= Katrina Jacks =

Welsh rower and chemical engineering graduate

Katrina Jacks (c. 1986 in Monmouth, Wales – 16 May 2010 in Lake Titicaca, Peru), was a Welsh rower and chemical engineering graduate.

==Biography==
Jacks was born in Monmouth, the second child and first daughter to General Practitioners Alasdair and Susanna. She had an older brother and a younger sister.

===Education===
Jacks went to Haberdashers' Monmouth School for Girls and attended Imperial College, London, graduating with a first class degree in chemical engineering.

===Competitive rowing===
Jacks won a number of gold medals at the National Schools Championships, and represented Great Britain at under-16 level for two consecutive years.
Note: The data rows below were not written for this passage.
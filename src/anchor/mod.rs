//! Anchor capture and restoration.
//!
//! Restoring an annotation walks an explicit ladder of locators, each of
//! which answers "found" or "not found" on its own:
//!
//! | kind    | tier            | locator                                  |
//! |---------|-----------------|------------------------------------------|
//! | text    | `Path`          | [`range::deserialize`], exact and cheap  |
//! | text    | `Context`       | [`context::find_by_context`] on the text |
//! | text    | `Replacement`   | the same search for `replaced_text`      |
//! | element | `Selector`      | [`element::resolve_by_selector`]         |
//! | element | `ElementPath`   | [`element::resolve_by_path`]             |
//!
//! Falling off the end of the ladder is `None`, which the orphan tracker
//! turns into a confidence label.

pub mod context;
pub mod element;
pub mod path;
pub mod range;

use ego_tree::NodeId;

use crate::document::{Document, TextRange};
use crate::model::{Annotation, ElementAnnotation, TextAnnotation};

/// Tunables for text restoration.
#[derive(Debug, Clone, Copy, PartialEq)]
pub struct MatchOptions {
    /// Maximum length of each captured context window, in chars.
    pub context_chars: usize,
    /// Fraction of the possible context score a repeated match must reach.
    pub min_context_score: f64,
}

impl Default for MatchOptions {
    fn default() -> Self {
        Self {
            context_chars: 30,
            min_context_score: 0.3,
        }
    }
}

/// Which locator produced an anchor.
#[derive(Debug, Clone, Copy, PartialEq, Eq, Hash)]
pub enum Tier {
    Path,
    Context,
    Replacement,
    Selector,
    ElementPath,
}

impl Tier {
    pub fn as_str(&self) -> &'static str {
        match self {
            Self::Path => "path",
            Self::Context => "context",
            Self::Replacement => "replacement",
            Self::Selector => "selector",
            Self::ElementPath => "element-path",
        }
    }
}

impl std::fmt::Display for Tier {
    fn fmt(&self, f: &mut std::fmt::Formatter<'_>) -> std::fmt::Result {
        f.pad(self.as_str())
    }
}

/// A live location an annotation resolved to.
#[derive(Debug, Clone, Copy, PartialEq, Eq)]
pub enum Anchor {
    Text { range: TextRange, tier: Tier },
    Element { node: NodeId, tier: Tier },
}

impl Anchor {
    pub fn tier(&self) -> Tier {
        match self {
            Self::Text { tier, .. } | Self::Element { tier, .. } => *tier,
        }
    }
}

/// Restore any annotation against `doc`.
pub fn restore(doc: &Document, annotation: &Annotation, options: &MatchOptions) -> Option<Anchor> {
    let anchor = match annotation {
        Annotation::Text(a) => restore_text(doc, a, options),
        Annotation::Element(a) => restore_element(doc, a),
    };
    match &anchor {
        Some(found) => tracing::debug!(id = %annotation.id(), tier = %found.tier(), "annotation anchored"),
        None => tracing::debug!(id = %annotation.id(), "annotation not found by any tier"),
    }
    anchor
}

/// Restore a text annotation: exact path, then context, then replacement text.
pub fn restore_text(
    doc: &Document,
    annotation: &TextAnnotation,
    options: &MatchOptions,
) -> Option<Anchor> {
    let stored = &annotation.range;
    let text = |range: TextRange, tier: Tier| Anchor::Text { range, tier };

    range::deserialize(doc, stored)
        .map(|r| text(r, Tier::Path))
        .or_else(|| {
            context::find_by_context(
                doc,
                &stored.selected_text,
                &stored.context_before,
                &stored.context_after,
                options.min_context_score,
            )
            .map(|r| text(r, Tier::Context))
        })
        .or_else(|| {
            let replaced = annotation.replaced_text.as_deref()?;
            context::find_by_context(
                doc,
                replaced,
                &stored.context_before,
                &stored.context_after,
                options.min_context_score,
            )
            .map(|r| text(r, Tier::Replacement))
        })
}

/// Restore an element annotation: selector, then structural path.
pub fn restore_element(doc: &Document, annotation: &ElementAnnotation) -> Option<Anchor> {
    let locator = &annotation.element;
    element::resolve_by_selector(doc, locator)
        .map(|node| Anchor::Element {
            node,
            tier: Tier::Selector,
        })
        .or_else(|| {
            element::resolve_by_path(doc, locator).map(|node| Anchor::Element {
                node,
                tier: Tier::ElementPath,
            })
        })
}
impl<F> RpsServer<F>
where
    F: FheCapability + Send + Sync + 'static,
{
    /// Create a new server.
    pub fn new(config: ServerConfig, auth: AuthConfig, gateway: RegistryGateway<F>) -> Self {
        let (shutdown_tx, _) = broadcast::channel(1);

        Self {
            connection_permits: Arc::new(Semaphore::new(config.max_connections)),
            config,
            auth: Arc::new(auth),
            gateway,
            clients: Arc::new(RwLock::new(BTreeMap::new())),
            reveal_sink: None,
            shutdown_tx,
        }
    }

    /// Forward drained reveal requests to a decryption consumer.
    pub fn with_reveal_sink(mut self, sink: mpsc::Sender<RevealRequest>) -> Self {
        self.reveal_sink = Some(sink);
        self
    }

    /// Bind the configured address and serve until shutdown.
    pub async fn run(&self) -> Result<(), RpsServerError> {
        let listener = TcpListener::bind(&self.config.bind_addr).await?;
        self.serve(listener).await
    }

    /// Serve on an already bound listener until shutdown.
    #[instrument(skip_all)]
    pub async fn serve(&self, listener: TcpListener) -> Result<(), RpsServerError> {
        info!("Registry server listening on {}", listener.local_addr()?);

        let events = self.gateway.subscribe_events().await;
        let fanout_handle = tokio::spawn(Self::run_event_fanout(events, self.clients.clone()));
        let reveal_handle = tokio::spawn(Self::run_reveal_drain(
            self.gateway.clone(),
            self.reveal_sink.clone(),
            self.config.reveal_interval,
        ));

        let mut shutdown_rx = self.shutdown_tx.subscribe();

        loop {
            tokio::select! {
                result = listener.accept() => {
                    match result {
                        Ok((stream, peer)) => {
                            let permit = match self.connection_permits.clone().try_acquire_owned() {
                                Ok(permit) => permit,
                                Err(_) => {
                                    warn!("Connection limit reached, rejecting {}", peer);
                                    continue;
                                }
                            };

                            info!("New connection from {}", peer);
                            self.handle_connection(stream, peer, permit);
                        }
                        Err(e) => {
                            error!("Accept error: {}", e);
                        }
                    }
                }
                _ = shutdown_rx.recv() => {
                    info!("Shutdown signal received");
                    break;
                }
            }
        }

        fanout_handle.abort();
        reveal_handle.abort();

        Ok(())
    }

    /// Handle a new WebSocket connection.
    ///
    /// `permit` holds the connection slot until the task ends.
    fn handle_connection(&self, stream: TcpStream, peer: SocketAddr, permit: OwnedSemaphorePermit) {
        let clients = self.clients.clone();
        let gateway = self.gateway.clone();
        let auth = self.auth.clone();
        let config = self.config.clone();
        let mut shutdown_rx = self.shutdown_tx.subscribe();

        tokio::spawn(async move {
            let _permit = permit;
            let ws_stream = match accept_async(stream).await {
                Ok(ws) => ws,
                Err(e) => {
                    error!("WebSocket handshake failed for {}: {}", peer, e);
                    return;
                }
            };

            let conn_id = Uuid::new_v4();
            let (mut ws_sender, mut ws_receiver) = ws_stream.split();
            let (msg_tx, mut msg_rx) = mpsc::channel::<ServerMessage>(64);

            clients.write().await.insert(conn_id, ConnectedClient {
                peer,
                address: None,
                connected_at: Utc::now(),
                sender: msg_tx.clone(),
            });

            let sender_task = tokio::spawn(async move {
                while let Some(msg) = msg_rx.recv().await {
                    let text = match msg.to_json() {
                        Ok(t) => t,
                        Err(e) => {
                            error!("Failed to serialize message: {}", e);
                            continue;
                        }
                    };
                    if ws_sender.send(Message::Text(text)).await.is_err() {
                        break;
                    }
                }
            });

            loop {
                tokio::select! {
                    msg = tokio::time::timeout(config.idle_timeout, ws_receiver.next()) => {
                        let msg = match msg {
                            Ok(msg) => msg,
                            Err(_) => {
                                info!("Dropping idle connection {}", conn_id);
                                break;
                            }
                        };
                        match msg {
                            Some(Ok(Message::Text(text))) => {
                                let reply = match ClientMessage::from_json(&text) {
                                    Ok(client_msg) => {
                                        Self::handle_client_message(
                                            conn_id, client_msg, &clients, &gateway, &auth, &config,
                                        ).await
                                    }
                                    Err(e) => {
                                        debug!("Invalid message from {}: {}", conn_id, e);
                                        ServerMessage::error(ErrorCode::InvalidInput, "Invalid message format")
                                    }
                                };
                                if msg_tx.send(reply).await.is_err() {
                                    break;
                                }
                            }
                            Some(Ok(Message::Binary(data))) => {
                                let reply = match MoveFrame::from_bytes(&data) {
                                    Ok(frame) => {
                                        Self::handle_client_message(
                                            conn_id, frame.into_message(), &clients, &gateway, &auth, &config,
                                        ).await
                                    }
                                    Err(e) => {
                                        debug!("Invalid binary frame from {}: {}", conn_id, e);
                                        ServerMessage::error(ErrorCode::InvalidInput, "Invalid move frame")
                                    }
                                };
                                if msg_tx.send(reply).await.is_err() {
                                    break;
                                }
                            }
                            Some(Ok(Message::Close(_))) | None => {
                                debug!("Client {} disconnected", conn_id);
                                break;
                            }
                            Some(Err(e)) => {
                                error!("WebSocket error for {}: {}", conn_id, e);
                                break;
                            }
                            _ => {}
                        }
                    }
                    _ = shutdown_rx.recv() => {
                        let _ = msg_tx.send(ServerMessage::Shutdown {
                            reason: "Server shutting down".to_string(),
                        }).await;
                        break;
                    }
                }
            }

            // Let queued replies flush before the socket goes away
            drop(msg_tx);
            if let Some(client) = clients.write().await.remove(&conn_id) {
                let lifetime = Utc::now() - client.connected_at;
                info!(
                    "Client {} ({}) cleaned up after {}s",
                    conn_id,
                    client.peer,
                    lifetime.num_seconds()
                );
            }
            let _ = tokio::time::timeout(Duration::from_secs(1), sender_task).await;
        });
    }

    /// Route one client message.
    async fn handle_client_message(
        conn_id: ConnectionId,
        msg: ClientMessage,
        clients: &ClientMap,
        gateway: &RegistryGateway<F>,
        auth: &AuthConfig,
        config: &ServerConfig,
    ) -> ServerMessage {
        match msg {
            ClientMessage::Auth(request) => Self::handle_auth(conn_id, request, clients, auth, config).await,
            ClientMessage::Ping { timestamp } => ServerMessage::Pong {
                timestamp,
                server_time: Utc::now().timestamp_millis().max(0) as u64,
            },
            other => {
                let caller = clients.read().await.get(&conn_id).and_then(|c| c.address);
                gateway.execute(caller, other).await
            }
        }
    }

    /// Handle authentication.
    async fn handle_auth(
        conn_id: ConnectionId,
        request: AuthRequest,
        clients: &ClientMap,
        auth: &AuthConfig,
        config: &ServerConfig,
    ) -> ServerMessage {
        let address = match authenticate(&request.token, auth) {
            Ok(address) => address,
            Err(e) => {
                warn!("Auth failed for {}: {}", conn_id, e);
                let code = match e {
                    AuthError::Expired => ErrorCode::TokenExpired,
                    AuthError::NotConfigured => ErrorCode::AuthFailed,
                    _ => ErrorCode::InvalidToken,
                };
                return ServerMessage::AuthResult(AuthResult {
                    success: false,
                    address: None,
                    code: Some(code),
                    error: Some(e.to_string()),
                    server_version: config.version.clone(),
                });
            }
        };

        let mut clients = clients.write().await;
        match clients.get_mut(&conn_id) {
            Some(client) if client.address.is_some_and(|a| a != address) => {
                return ServerMessage::error(ErrorCode::AuthFailed, "connection already authenticated");
            }
            Some(client) => client.address = Some(address),
            None => return ServerMessage::error(ErrorCode::InternalError, "unknown connection"),
        }

        info!(
            "Client {} authenticated as {} (client version {})",
            conn_id,
            address.short(),
            request.client_version
        );

        ServerMessage::AuthResult(AuthResult {
            success: true,
            address: Some(address),
            code: None,
            error: None,
            server_version: config.version.clone(),
        })
    }

    /// Push every registry event to every authenticated client.
    async fn run_event_fanout(mut events: broadcast::Receiver<RegistryEvent>, clients: ClientMap) {
        loop {
            let event = match events.recv().await {
                Ok(event) => event,
                Err(broadcast::error::RecvError::Lagged(missed)) => {
                    warn!("Event fan-out lagged, {} events dropped", missed);
                    continue;
                }
                Err(broadcast::error::RecvError::Closed) => break,
            };

            let clients = clients.read().await;
            for (conn_id, client) in clients.iter().filter(|(_, c)| c.address.is_some()) {
                let msg = ServerMessage::Event { event: event.clone() };
                if client.sender.try_send(msg).is_err() {
                    debug!("Event dropped for slow client {}", conn_id);
                }
            }
        }
    }

    /// Periodically move settled matches out of the registry's reveal queue.
    async fn run_reveal_drain(
        gateway: RegistryGateway<F>,
        sink: Option<mpsc::Sender<RevealRequest>>,
        period: Duration,
    ) {
        let mut ticker = tokio::time::interval(period);
        loop {
            ticker.tick().await;
            for request in gateway.take_reveal_requests().await {
                match &sink {
                    Some(sink) => {
                        if let Err(e) = sink.try_send(request) {
                            warn!("Reveal sink unavailable, match {} left on its record", e.into_inner().match_id);
                        }
                    }
                    None => {
                        info!(
                            "Match {} settled, result {} awaiting decryption",
                            request.match_id,
                            request.result.handle()
                        );
                    }
                }
            }
        }
    }

    /// Shutdown the server.
    pub fn shutdown(&self) {
        let _ = self.shutdown_tx.send(());
    }

    /// Active connection count.
    pub async fn connection_count(&self) -> usize {
        self.clients.read().await.len()
    }

    /// Connection slots still free.
    pub fn available_slots(&self) -> usize {
        self.connection_permits.available_permits()
    }

    /// Authenticated connection count.
    pub async fn authenticated_count(&self) -> usize {
        self.clients.read().await.values().filter(|c| c.address.is_some()).count()
    }

    /// The gateway this server dispatches into.
    pub fn gateway(&self) -> &RegistryGateway<F> {
        &self.gateway
    }
}
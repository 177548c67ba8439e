//! Registry Gateway
//!
//! Stands in for the host runtime: every call into the registry goes through
//! one `RwLock`, so state-changing operations are applied one at a time and
//! each either completes or leaves the registry untouched. Queries share the
//! read lock.

use std::sync::Arc;
use tokio::sync::{broadcast, RwLock};
use tracing::debug;

use crate::core::address::Address;
use crate::fhe::capability::FheCapability;
use crate::game::events::RegistryEvent;
use crate::game::oracle::RevealRequest;
use crate::game::registry::{MatchRegistry, RegistryError};
use super::protocol::{ClientMessage, ErrorCode, Operation, ServerMessage};

/// Gateway errors.
#[derive(Debug, Clone, PartialEq, Eq, thiserror::Error)]
pub enum GatewayError {
    /// State-changing request without an authenticated caller.
    #[error("not authenticated")]
    NotAuthenticated,

    /// The registry rejected the call.
    #[error(transparent)]
    Registry(#[from] RegistryError),

    /// Connection-level message routed to the gateway.
    #[error("unsupported request: {0}")]
    Unsupported(&'static str),
}

impl GatewayError {
    /// Wire error code.
    pub fn code(&self) -> ErrorCode {
        match self {
            GatewayError::NotAuthenticated => ErrorCode::NotAuthenticated,
            GatewayError::Registry(err) => ErrorCode::from(err),
            GatewayError::Unsupported(_) => ErrorCode::InvalidInput,
        }
    }
}

/// Shared, serialized access to a [`MatchRegistry`].
pub struct RegistryGateway<F> {
    registry: Arc<RwLock<MatchRegistry<F>>>,
}

impl<F> Clone for RegistryGateway<F> {
    fn clone(&self) -> Self {
        Self { registry: self.registry.clone() }
    }
}

impl<F: FheCapability> RegistryGateway<F> {
    /// Wrap a registry.
    pub fn new(registry: MatchRegistry<F>) -> Self {
        Self { registry: Arc::new(RwLock::new(registry)) }
    }

    /// Execute a request on behalf of `caller` and return the reply.
    ///
    /// Failures become `error` messages.
    pub async fn execute(&self, caller: Option<Address>, msg: ClientMessage) -> ServerMessage {
        match self.dispatch(caller, msg).await {
            Ok(reply) => reply,
            Err(err) => {
                debug!(caller = ?caller.map(|a| a.short()), error = %err, "request rejected");
                ServerMessage::error(err.code(), err.to_string())
            }
        }
    }

    /// Execute a request on behalf of `caller`.
    pub async fn dispatch(
        &self,
        caller: Option<Address>,
        msg: ClientMessage,
    ) -> Result<ServerMessage, GatewayError> {
        if msg.is_state_changing() {
            let caller = caller.ok_or(GatewayError::NotAuthenticated)?;
            return self.apply(caller, msg).await;
        }

        let registry = self.registry.read().await;
        let reply = match msg {
            ClientMessage::LockMove { match_id } => ServerMessage::Locked {
                match_id,
                locked: registry.lock_move(match_id),
            },
            ClientMessage::GetPendingMatches => ServerMessage::PendingMatches {
                match_ids: registry.get_pending_matches().to_vec(),
            },
            ClientMessage::GetMatch { match_id } => ServerMessage::Match {
                record: registry.get_match(match_id),
            },
            ClientMessage::GetPlayerStats { address } => ServerMessage::PlayerStats {
                address,
                stats: registry.get_player_stats(&address),
            },
            ClientMessage::GetActiveMatch { address } => ServerMessage::ActiveMatch {
                address,
                match_id: registry.get_active_match(&address),
            },
            ClientMessage::Auth(_) => return Err(GatewayError::Unsupported("auth")),
            ClientMessage::Ping { .. } => return Err(GatewayError::Unsupported("ping")),
            _ => return Err(GatewayError::Unsupported("state-changing request")),
        };
        Ok(reply)
    }

    async fn apply(&self, caller: Address, msg: ClientMessage) -> Result<ServerMessage, GatewayError> {
        let mut registry = self.registry.write().await;
        let reply = match msg {
            ClientMessage::CreateMatch => ServerMessage::MatchCreated {
                match_id: registry.create_match(caller)?,
            },
            ClientMessage::JoinMatch { match_id } => {
                registry.join_match(match_id, caller)?;
                ServerMessage::Ok { op: Operation::JoinMatch, match_id }
            }
            ClientMessage::CancelMatch { match_id } => {
                registry.cancel_match(match_id, caller)?;
                ServerMessage::Ok { op: Operation::CancelMatch, match_id }
            }
            ClientMessage::SubmitMove { match_id, input } => {
                registry.submit_move(match_id, caller, &input)?;
                ServerMessage::Ok { op: Operation::SubmitMove, match_id }
            }
            ClientMessage::RequestReveal { match_id } => {
                registry.request_reveal(match_id, caller)?;
                ServerMessage::Ok { op: Operation::RequestReveal, match_id }
            }
            _ => return Err(GatewayError::Unsupported("query")),
        };
        Ok(reply)
    }

    /// Subscribe to registry events.
    pub async fn subscribe_events(&self) -> broadcast::Receiver<RegistryEvent> {
        self.registry.read().await.subscribe_events()
    }

    /// Drain reveals waiting for decryption.
    pub async fn take_reveal_requests(&self) -> Vec<RevealRequest> {
        self.registry.write().await.take_reveal_requests()
    }

    /// Run `f` against the registry under the read lock.
    pub async fn with_registry<R>(&self, f: impl FnOnce(&MatchRegistry<F>) -> R) -> R {
        let registry = self.registry.read().await;
        f(&registry)
    }
}
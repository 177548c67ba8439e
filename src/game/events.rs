//! Registry Events
//!
//! Notifications emitted on every successful state change, for indexers and
//! connected clients.

use serde::{Serialize, Deserialize};

use crate::core::address::Address;
use super::state::MatchId;

/// Event payload.
#[derive(Clone, Debug, PartialEq, Eq, Serialize, Deserialize)]
#[serde(tag = "kind", rename_all = "snake_case")]
pub enum RegistryEventData {
    /// A match was opened.
    MatchCreated {
        match_id: MatchId,
        initiator: Address,
    },

    /// An opponent joined.
    MatchJoined {
        match_id: MatchId,
        opponent: Address,
    },

    /// The initiator withdrew an unjoined match.
    MatchCancelled {
        match_id: MatchId,
    },

    /// A player committed an encrypted move.
    MoveCommitted {
        match_id: MatchId,
        player: Address,
    },

    /// The match was settled.
    ///
    /// `winner` and `result` are placeholders (`None` / 0) until a
    /// decryption callback delivers the outcome.
    MatchRevealed {
        match_id: MatchId,
        winner: Option<Address>,
        result: u8,
    },
}

/// An event with its sequence number.
#[derive(Clone, Debug, PartialEq, Eq, Serialize, Deserialize)]
pub struct RegistryEvent {
    /// Monotonic sequence number, starting at 1.
    pub seq: u64,

    /// Event data
    #[serde(flatten)]
    pub data: RegistryEventData,
}

impl RegistryEvent {
    /// Create a new event.
    pub fn new(seq: u64, data: RegistryEventData) -> Self {
        Self { seq, data }
    }

    /// Match the event refers to.
    pub fn match_id(&self) -> MatchId {
        match &self.data {
            RegistryEventData::MatchCreated { match_id, .. }
            | RegistryEventData::MatchJoined { match_id, .. }
            | RegistryEventData::MatchCancelled { match_id }
            | RegistryEventData::MoveCommitted { match_id, .. }
            | RegistryEventData::MatchRevealed { match_id, .. } => *match_id,
        }
    }

    /// Player the event is about, if any.
    pub fn player(&self) -> Option<Address> {
        match &self.data {
            RegistryEventData::MatchCreated { initiator, .. } => Some(*initiator),
            RegistryEventData::MatchJoined { opponent, .. } => Some(*opponent),
            RegistryEventData::MoveCommitted { player, .. } => Some(*player),
            RegistryEventData::MatchRevealed { winner, .. } => *winner,
            RegistryEventData::MatchCancelled { .. } => None,
        }
    }
}

impl RegistryEventData {
    /// Create match created event.
    pub fn match_created(match_id: MatchId, initiator: Address) -> Self {
        Self::MatchCreated { match_id, initiator }
    }

    /// Create match joined event.
    pub fn match_joined(match_id: MatchId, opponent: Address) -> Self {
        Self::MatchJoined { match_id, opponent }
    }

    /// Create match cancelled event.
    pub fn match_cancelled(match_id: MatchId) -> Self {
        Self::MatchCancelled { match_id }
    }

    /// Create move committed event.
    pub fn move_committed(match_id: MatchId, player: Address) -> Self {
        Self::MoveCommitted { match_id, player }
    }

    /// Create match revealed event with placeholder winner and result.
    pub fn match_revealed(match_id: MatchId) -> Self {
        Self::MatchRevealed { match_id, winner: None, result: 0 }
    }
}

#[cfg(test)]
mod tests {
    use super::*;

    #[test]
    fn test_event_accessors() {
        let alice = Address::new([1; 20]);
        let created = RegistryEvent::new(1, RegistryEventData::match_created(4, alice));
        assert_eq!(created.match_id(), 4);
        assert_eq!(created.player(), Some(alice));

        let revealed = RegistryEvent::new(2, RegistryEventData::match_revealed(4));
        assert_eq!(revealed.player(), None);
    }

    #[test]
    fn test_event_json_shape() {
        let event = RegistryEvent::new(9, RegistryEventData::match_cancelled(3));
        let json = serde_json::to_string(&event).unwrap();
        assert!(json.contains("\"kind\":\"match_cancelled\""));
        assert!(json.contains("\"seq\":9"));
        let parsed: RegistryEvent = serde_json::from_str(&json).unwrap();
        assert_eq!(parsed, event);
    }
}
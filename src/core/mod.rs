//! Core primitives shared by every layer.

pub mod address;
pub mod clock;
pub mod hash;

// Re-export core types
pub use address::{Address, AddressParseError};
pub use clock::{Clock, SystemClock, ManualClock};
pub use hash::{DomainHasher, Digest32, hash_with_domain};
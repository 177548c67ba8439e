//! Encrypted Settlement
//!
//! Evaluates the Rock-Paper-Scissors table over two encrypted moves:
//!
//! ```text
//! draw      = m1 == m2
//! init_wins = (m1 == R && m2 == S) || (m1 == P && m2 == R) || (m1 == S && m2 == P)
//! result    = draw ? 0 : (init_wins ? 1 : 2)
//! ```
//!
//! Neither move nor the result is decrypted here. Intermediates are released
//! once the result is authorized; only the result handle survives.

use crate::fhe::capability::{FheCapability, FheError};
use crate::fhe::handle::{CiphertextHandle, Ebool, Euint8};
use super::state::{Move, Outcome};

/// Compute the encrypted outcome of `initiator` vs `opponent`.
///
/// The returned handle is authorized for the executing contract.
pub fn settle_moves<F: FheCapability>(
    fhe: &mut F,
    initiator: Euint8,
    opponent: Euint8,
) -> Result<Euint8, FheError> {
    let is_draw = fhe.eq(initiator, opponent)?;

    let rock_wins = beats_case(fhe, initiator, opponent, Move::Rock)?;
    let paper_wins = beats_case(fhe, initiator, opponent, Move::Paper)?;
    let scissors_wins = beats_case(fhe, initiator, opponent, Move::Scissors)?;
    let partial = fhe.or(rock_wins.wins, paper_wins.wins)?;
    let initiator_wins = fhe.or(partial, scissors_wins.wins)?;

    let draw = fhe.as_euint8(Outcome::Draw.as_u8())?;
    let init = fhe.as_euint8(Outcome::InitiatorWins.as_u8())?;
    let opp = fhe.as_euint8(Outcome::OpponentWins.as_u8())?;

    let decided = fhe.select(initiator_wins, init, opp)?;
    let result = fhe.select(is_draw, draw, decided)?;
    fhe.authorize_self(result.handle())?;

    let mut scratch = vec![*is_draw.handle(), *partial.handle(), *initiator_wins.handle()];
    for case in [rock_wins, paper_wins, scissors_wins] {
        scratch.extend_from_slice(&case.scratch);
        scratch.push(*case.wins.handle());
    }
    scratch.extend([*draw.handle(), *init.handle(), *opp.handle(), *decided.handle()]);
    for handle in &scratch {
        fhe.release(handle)?;
    }

    Ok(result)
}

struct BeatsCase {
    wins: Ebool,
    scratch: [CiphertextHandle; 2],
}

/// `initiator == mv && opponent == mv.beats()`
fn beats_case<F: FheCapability>(
    fhe: &mut F,
    initiator: Euint8,
    opponent: Euint8,
    mv: Move,
) -> Result<BeatsCase, FheError> {
    let played = fhe.eq_scalar(initiator, mv.as_u8())?;
    let beaten = fhe.eq_scalar(opponent, mv.beats().as_u8())?;
    let wins = fhe.and(played, beaten)?;
    Ok(BeatsCase { wins, scratch: [*played.handle(), *beaten.handle()] })
}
She was part of the Welsh eight at the 2006 Commonwealth Rowing Championships at Strathclyde Park in Motherwell, Scotland, winning silver with the Welsh team.

===Death===
Due to start a job with an engineering consultancy company in summer 2010, Jacks took a gap year in South America from 2009 to improve her Spanish. First volunteering at an orphanage in Ecuador, she then trekked along the Inca Trail to Machu Picchu, before travelling to Lake Titicaca in Peru, the world's highest navigable lake at a height of 3827 m. Jacks died of an apparent case of altitude sickness, which affects human beings above 2400 m, on 16 May 2010. Her body was returned to Wales for burial in late May 2010.